**PROBLEM STATEMENT**
Check every line of the material below, and show those that contain "space".

BEGIN RECORDS

impl ChunkStore {
    /// Bind `map_container` (the bitmap) to `chunk_container` (the entity
    /// array). The stored chunk size is `payload_size`, enlarged by
    /// [`SEAL_OVERHEAD`] when a sealer is supplied.
    pub fn new(
        map_container: Container,
        mut chunk_container: Container,
        payload_size: usize,
        sealer: Option<Sealer>,
        punch_holes_for_empty_chunks: bool,
        emergency: Arc<Emergency>,
    ) -> Result<Self> {
        let stored_size = if sealer.is_some() {
            payload_size + SEAL_OVERHEAD
        } else {
            payload_size
        };
        chunk_container.set_chunk_size(stored_size as u64);
        let map = Bitmap::new(map_container, Arc::clone(&emergency))?;
        let chunks_in_storage = chunk_container.size()?;
        Ok(Self {
            chunks: chunk_container,
            state: RwLock::new(ChunkState {
                map,
                chunks_in_storage,
            }),
            payload_size,
            punch_holes_for_empty_chunks,
            sealer,
            emergency,
        })
    }

    /// Payload bytes per chunk (the entity size, before sealing).
    #[must_use]
    pub fn payload_size(&self) -> usize {
        self.payload_size
    }

    /// Stored bytes per chunk (payload plus sealing overhead if active).
    #[must_use]
    pub fn stored_chunk_size(&self) -> u64 {
        self.chunks.chunk_size()
    }

    /// Number of chunk slots currently backed by the container.
    #[must_use]
    pub fn chunks_in_storage(&self) -> u64 {
        self.state.read().chunks_in_storage
    }

    /// Bytes occupied by the entity container plus its bitmap.
    #[must_use]
    pub fn storage_size_in_bytes(&self) -> u64 {
        let state = self.state.read();
        state.chunks_in_storage * self.chunks.chunk_size() + state.map.storage_size_in_bytes()
    }

    /// Capacity and free space of the host holding the entity container.
    pub fn stat(&self) -> Result<(u64, u64)> {
        self.chunks.stat()
    }

    fn seal_buf(&self, payload: &[u8]) -> Vec<u8> {
        match &self.sealer {
            Some(sealer) => {
                let mut out = vec![0_u8; payload.len() + SEAL_OVERHEAD];
                sealer.seal(payload, &mut out);
                out
            }
            None => payload.to_vec(),
        }
    }

    /// Store `payload` in a free chunk and return its index.
    pub fn add(&self, payload: &[u8]) -> Result<u64> {
        debug_assert_eq!(payload.len(), self.payload_size);
        let mut state = self.state.write();

        let index = state.map.first_zero()?;
        state.map.set_one(index)?;

        let mut grew = false;
        if index >= state.chunks_in_storage {
            state.chunks_in_storage = index + 1;
            grew = true;
            if let Err(e) = self.chunks.set_size(state.chunks_in_storage) {
                state.chunks_in_storage -= 1;
                if let Err(e2) = state.map.set_zero(index) {
                    error!(
                        index,
                        error = %e2,
                        "cannot recover from failure to grow the chunk container; a dead chunk remains"
                    );
                }
                return Err(e);
            }
        }

        let sealed = self.seal_buf(payload);
        if let Err(e) = self.chunks.write(index, 1, &sealed) {
            let rollback = state.map.set_zero(index).and_then(|()| {
                if grew {
                    state.chunks_in_storage -= 1;
                    self.chunks.set_size(state.chunks_in_storage)
                } else {
                    Ok(())
                }
            });
            if let Err(e2) = rollback {
                error!(
                    index,
                    error = %e2,
                    "cannot recover from failure to write chunk; a dead chunk remains"
                );
            }
            return Err(e);
        }

        Ok(index)
    }

    /// Free chunk `index`. Freeing the tail chunk peels all trailing free
    /// chunks off the container; freeing a middle chunk optionally punches
    /// a host hole (punch failures are swallowed).
    pub fn remove(&self, index: u64) -> Result<()> {
        let mut state = self.state.write();

        if index >= state.chunks_in_storage {
            error!(
                index,
                stored = state.chunks_in_storage,
                chunk_size = self.chunks.chunk_size(),
                "cannot remove a chunk beyond the container tail"
            );
            self.emergency.raise(EmergencyKind::Bug);
            return Err(HexfsError::Unrecoverable);
        }

        state.map.set_zero(index)?;

        if index + 1 == state.chunks_in_storage {
            // At the end of the storage: drop this chunk and every free
            // chunk preceding it to give the space back to the host.
            state.chunks_in_storage -= 1;
            let mut probe = index;
            while probe > 0 {
                probe -= 1;
                let live = match state.map.get(probe) {
                    Ok(live) => live,
                    Err(e) => {
                        error!(
                            index = probe,
                            error = %e,
                            "cannot determine how many trailing chunks to trim"
                        );
                        self.emergency.raise(EmergencyKind::SystemFailure);
                        return Err(HexfsError::Unrecoverable);
                    }
                };
                if live {
                    break;
                }
                state.chunks_in_storage -= 1;
            }
            if let Err(e) = self.chunks.set_size(state.chunks_in_storage) {
                error!(error = %e, "cannot trim trailing free chunks");
                self.emergency.raise(EmergencyKind::SystemFailure);
                return Err(HexfsError::Unrecoverable);
            }
        } else if self.punch_holes_for_empty_chunks {
            self.chunks.punch_hole(index, 1);
        }

        Ok(())
    }

    /// Read the payload of chunk `index`.
    ///
    /// Reading a freed slot never returns stale plaintext: sealed stores
    /// yield the zero payload (the hole semantics), plain stores fail with
    /// an integrity error.
    pub fn read(&self, index: u64, payload: &mut [u8]) -> Result<()> {
        debug_assert_eq!(payload.len(), self.payload_size);
        let state = self.state.read();

        if index >= state.chunks_in_storage {
            error!(
                index,
                stored = state.chunks_in_storage,
                "cannot read a chunk beyond the container tail"
            );
            self.emergency.raise(EmergencyKind::Bug);
            return Err(HexfsError::Unrecoverable);
        }

        if !state.map.peek(index)? {
            if self.sealer.is_some() {
                payload.fill(0);
                return Ok(());
            }
            return Err(HexfsError::Integrity {
                index,
                detail: "read of a freed chunk",
            });
        }

        match &self.sealer {
            Some(sealer) => {
                let mut sealed = vec![0_u8; self.payload_size + SEAL_OVERHEAD];
                self.chunks.read(index, 1, &mut sealed)?;
                sealer.open(&sealed, payload).map_err(|UnsealError| {
                    HexfsError::Integrity {
                        index,
                        detail: "authentication failed",
                    }
                })
            }
            None => self.chunks.read(index, 1, payload),
        }
    }

    /// Overwrite the payload of an existing chunk in place.
    pub fn write(&self, index: u64, payload: &[u8]) -> Result<()> {
        debug_assert_eq!(payload.len(), self.payload_size);
        let state = self.state.read();

        if index >= state.chunks_in_storage {
            error!(
                index,
                stored = state.chunks_in_storage,
                "cannot write a chunk beyond the container tail"
            );
            self.emergency.raise(EmergencyKind::Bug);
            return Err(HexfsError::Unrecoverable);
        }

        let sealed = self.seal_buf(payload);
        self.chunks.write(index, 1, &sealed)
    }

    /// Flush the bitmap's cached chunk and trim its tail.
    pub fn sync(&self) -> Result<()> {
        self.state.write().map.sync()
    }

    /// Sync, then finalize both containers. The entity container closes
    /// before the bitmap container, mirroring the open order.
    pub fn close(&self) -> Result<()> {
        let mut state = self.state.write();
        state.map.sync()?;
        self.chunks.close()?;
        state.map.close()
    }

    /// Transfer counters of the entity container: (in, out, punched).
    #[must_use]
    pub fn entity_transfers(&self) -> (u64, u64, u64) {
        (
            self.chunks.chunks_in(),
            self.chunks.chunks_out(),
            self.chunks.chunks_punched(),
        )
    }

    /// Transfer counters of the bitmap container: (in, out).
    #[must_use]
    pub fn bitmap_transfers(&self) -> (u64, u64) {
        self.state.read().map.transfer_counts()
    }
}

END RECORDS

**SOLUTION**
    /// Capacity and free space of the host holding the entity container.
            // chunk preceding it to give the space back to the host.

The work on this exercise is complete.